New Mexico Attorney General Raúl Torrez filed an emergency motion this week in 4th Judicial District Court accusing San Miguel County resident Erik Briones of “ongoing violations” of a 2024 consent decree, which prohibited Briones from obstructing public access to a section of the Pecos River flowing through his property.

Despite a series of legal victories supporting the public’s right to use waterways, even where they cross private lands, Torrez said “new and alarming evidence” indicates Briones placed barbed wire, dug “dangerous underwater drop-offs” using heavy equipment and threatened recreators with a firearm along the Pecos.

“This is not just noncompliance, it is a blatant disregard for the law, the court’s authority, and the safety of New Mexicans,” Torrez said in a statement. “We secured a clear victory to protect the public’s constitutional right to access our rivers. We will not hesitate to return to court to enforce that ruling and hold bad actors accountable.”

The order asks the court to hold Briones in contempt, impose daily fines and consider additional sanctions, including incarceration if necessary.

Briones could not immediately be reached for comment Thursday.

The 10th U.S. Circuit Court of Appeals in Denver reaffirmed the legal basis for the consent decree last month. The appeals judges upheld a lower court’s dismissal of a lawsuit Briones and four other landowners in San Miguel and Rio Arriba counties brought against the New Mexico Department of Justice and related agencies, arguing their private property rights had been infringed.
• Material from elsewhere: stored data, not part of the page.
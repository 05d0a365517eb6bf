// SPDX-License-Identifier: MIT
//
// Property tests: the encoded diff between two frames, replayed on a
// terminal showing the first, leaves the terminal showing the second.

mod common;

use common::TerminalModel;
use n_render::buffer::TerminalBuffer;
use n_render::cell::{Attr, Style};
use n_render::diff::{BufferDiffer, DiffMode};
use n_render::encoder::Encoder;
use n_render::geometry::{Point, Size};
use pretty_assertions::assert_eq;
use proptest::prelude::*;

const STYLES: [Style; 7] = [
    Style::DEFAULT,
    Style::new().attrs(Attr::BOLD),
    Style::new().fg(3),
    Style::new().attrs(Attr::BOLD).fg(3),
    Style::new().bg(4),
    Style::new().attrs(Attr::UNDERLINE.union(Attr::REVERSE)),
    Style::new().attrs(Attr::DIM.union(Attr::ITALIC)).fg(200).bg(17),
];

type Stroke = (u16, u16, String, usize);

fn strokes() -> impl Strategy<Value = Vec<Stroke>> {
    prop::collection::vec(
        (0u16..12, 0u16..6, "[ab z中é]{0,6}", 0..STYLES.len()),
        0..14,
    )
}

fn paint(size: Size, strokes: &[Stroke]) -> TerminalBuffer {
    let mut buf = TerminalBuffer::new(size);
    for (x, y, text, style) in strokes {
        buf.write(text, Point::new(*x, *y), STYLES[*style]);
    }
    buf
}

fn encode(differ: BufferDiffer, prev: Option<&TerminalBuffer>, next: &TerminalBuffer) -> Vec<u8> {
    let ops = differ.diff(prev, next, next.size());
    let (mut encoder, token) = Encoder::new(64);
    encoder.begin_frame();
    encoder.encode(&token, &ops).expect("fresh guard admits an encode");
    encoder.bytes().to_vec()
}

fn sizes() -> impl Strategy<Value = Size> {
    (1u16..12, 1u16..6).prop_map(|(w, h)| Size::new(w, h))
}

proptest! {
    #[test]
    fn diff_replays_to_next_frame(
        size in sizes(),
        before in strokes(),
        after in strokes(),
        span in any::<bool>(),
    ) {
        let prev = paint(size, &before);
        let next = paint(size, &after);
        let mode = if span { DiffMode::Span } else { DiffMode::Sparse };

        let mut term = TerminalModel::showing(&prev);
        term.feed(&encode(BufferDiffer::new(mode), Some(&prev), &next));

        term.assert_shows(&next);
        prop_assert!(term.cursor_visible());
        prop_assert_eq!(term.style(), Style::DEFAULT);
    }

    #[test]
    fn full_redraw_replays_over_garbage(
        size in sizes(),
        garbage in strokes(),
        after in strokes(),
    ) {
        let next = paint(size, &after);
        let mut term = TerminalModel::showing(&paint(size, &garbage));
        term.feed(&encode(BufferDiffer::default(), None, &next));
        term.assert_shows(&next);
    }

    #[test]
    fn shape_change_is_a_full_redraw(
        old in sizes(),
        new in sizes(),
        before in strokes(),
        after in strokes(),
        span in any::<bool>(),
    ) {
        prop_assume!(old != new);
        let prev = paint(old, &before);
        let next = paint(new, &after);
        let differ = BufferDiffer::new(if span { DiffMode::Span } else { DiffMode::Sparse });

        let shaped = differ.diff(Some(&prev), &next, next.size());
        let fresh = differ.diff(None, &next, next.size());
        prop_assert!(shaped.is_full_redraw());
        prop_assert_eq!(shaped.as_slice(), fresh.as_slice());
    }

    #[test]
    fn identical_frames_produce_no_ops(size in sizes(), strokes in strokes()) {
        let a = paint(size, &strokes);
        let b = a.clone();
        prop_assert!(BufferDiffer::default().diff(Some(&a), &b, size).is_empty());
    }
}

// ── Fixed scenarios ─────────────────────────────────────────────────────

#[test]
fn single_changed_row_replays() {
    let prev = TerminalBuffer::from_lines(4, &["AAAA", "BBBB"]);
    let next = TerminalBuffer::from_lines(4, &["AAAA", "CCCC"]);
    let bytes = encode(BufferDiffer::default(), Some(&prev), &next);

    assert_eq!(
        String::from_utf8(bytes.clone()).unwrap(),
        "\x1b[?25l\x1b[2;1H\x1b[KCCCC\x1b[0m\x1b[?25h"
    );
    let mut term = TerminalModel::showing(&prev);
    term.feed(&bytes);
    assert_eq!(term.row_text(1), "CCCC");
    term.assert_shows(&next);
}

#[test]
fn shrinking_a_styled_row_clears_its_tail() {
    let mut prev = TerminalBuffer::new(Size::new(8, 1));
    prev.write("abcdefgh", Point::ORIGIN, Style::new().bg(4));
    let mut next = TerminalBuffer::new(Size::new(8, 1));
    next.write("ab", Point::ORIGIN, Style::new().bg(4));

    let mut term = TerminalModel::showing(&prev);
    term.feed(&encode(BufferDiffer::default(), Some(&prev), &next));
    term.assert_shows(&next);
}

#[test]
fn wide_glyphs_replay() {
    let prev = TerminalBuffer::from_lines(6, &["中文ab"]);
    let next = TerminalBuffer::from_lines(6, &["a中文b"]);
    let mut term = TerminalModel::showing(&prev);
    term.feed(&encode(BufferDiffer::new(DiffMode::Span), Some(&prev), &next));
    term.assert_shows(&next);
}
The question of public access to streams and rivers on private lands remains the subject of significant debate nationwide, with state-by-state legal variations. Arguments often center on the distinction between access to navigable river water and underlying riverbeds that fall within the bounds of private lands.

Under that framework, the New Mexico landowners argued that the state illegally took their property without providing “just compensation,” as required under the Fifth Amendment, validating their use of “no trespassing” signs, fencing and other barriers to prohibit public access to the Pecos and Rio Tusas where they intersect their properties.

In the majority opinion, the appeals court judges ruled that the public could not traverse private lands to access waterways but rejected arguments that the state had claimed property or violated the law by permitting public access to rivers and streams.

“The facts before us instead support the New Mexico Supreme Court’s conclusion that it merely clarified the scope of the public’s easement to use public water and that the Landowners never enjoyed the right to exclude the claim,” the judges wrote.

The 4th Judicial District Court issued a permanent injunction in March 2025 that upheld a landmark 2022 New Mexico Supreme Court decision in Adobe Whitewater Club of New Mexico v. New Mexico State Game Commission, which clarified the public’s right to access rivers and streams in the state, even where they cross into private lands.

“We hold that the public has the right to recreate and fish in public waters and that this right includes the privilege to do such acts as are reasonably necessary to effect the enjoyment of such right,” the unanimous opinion reads.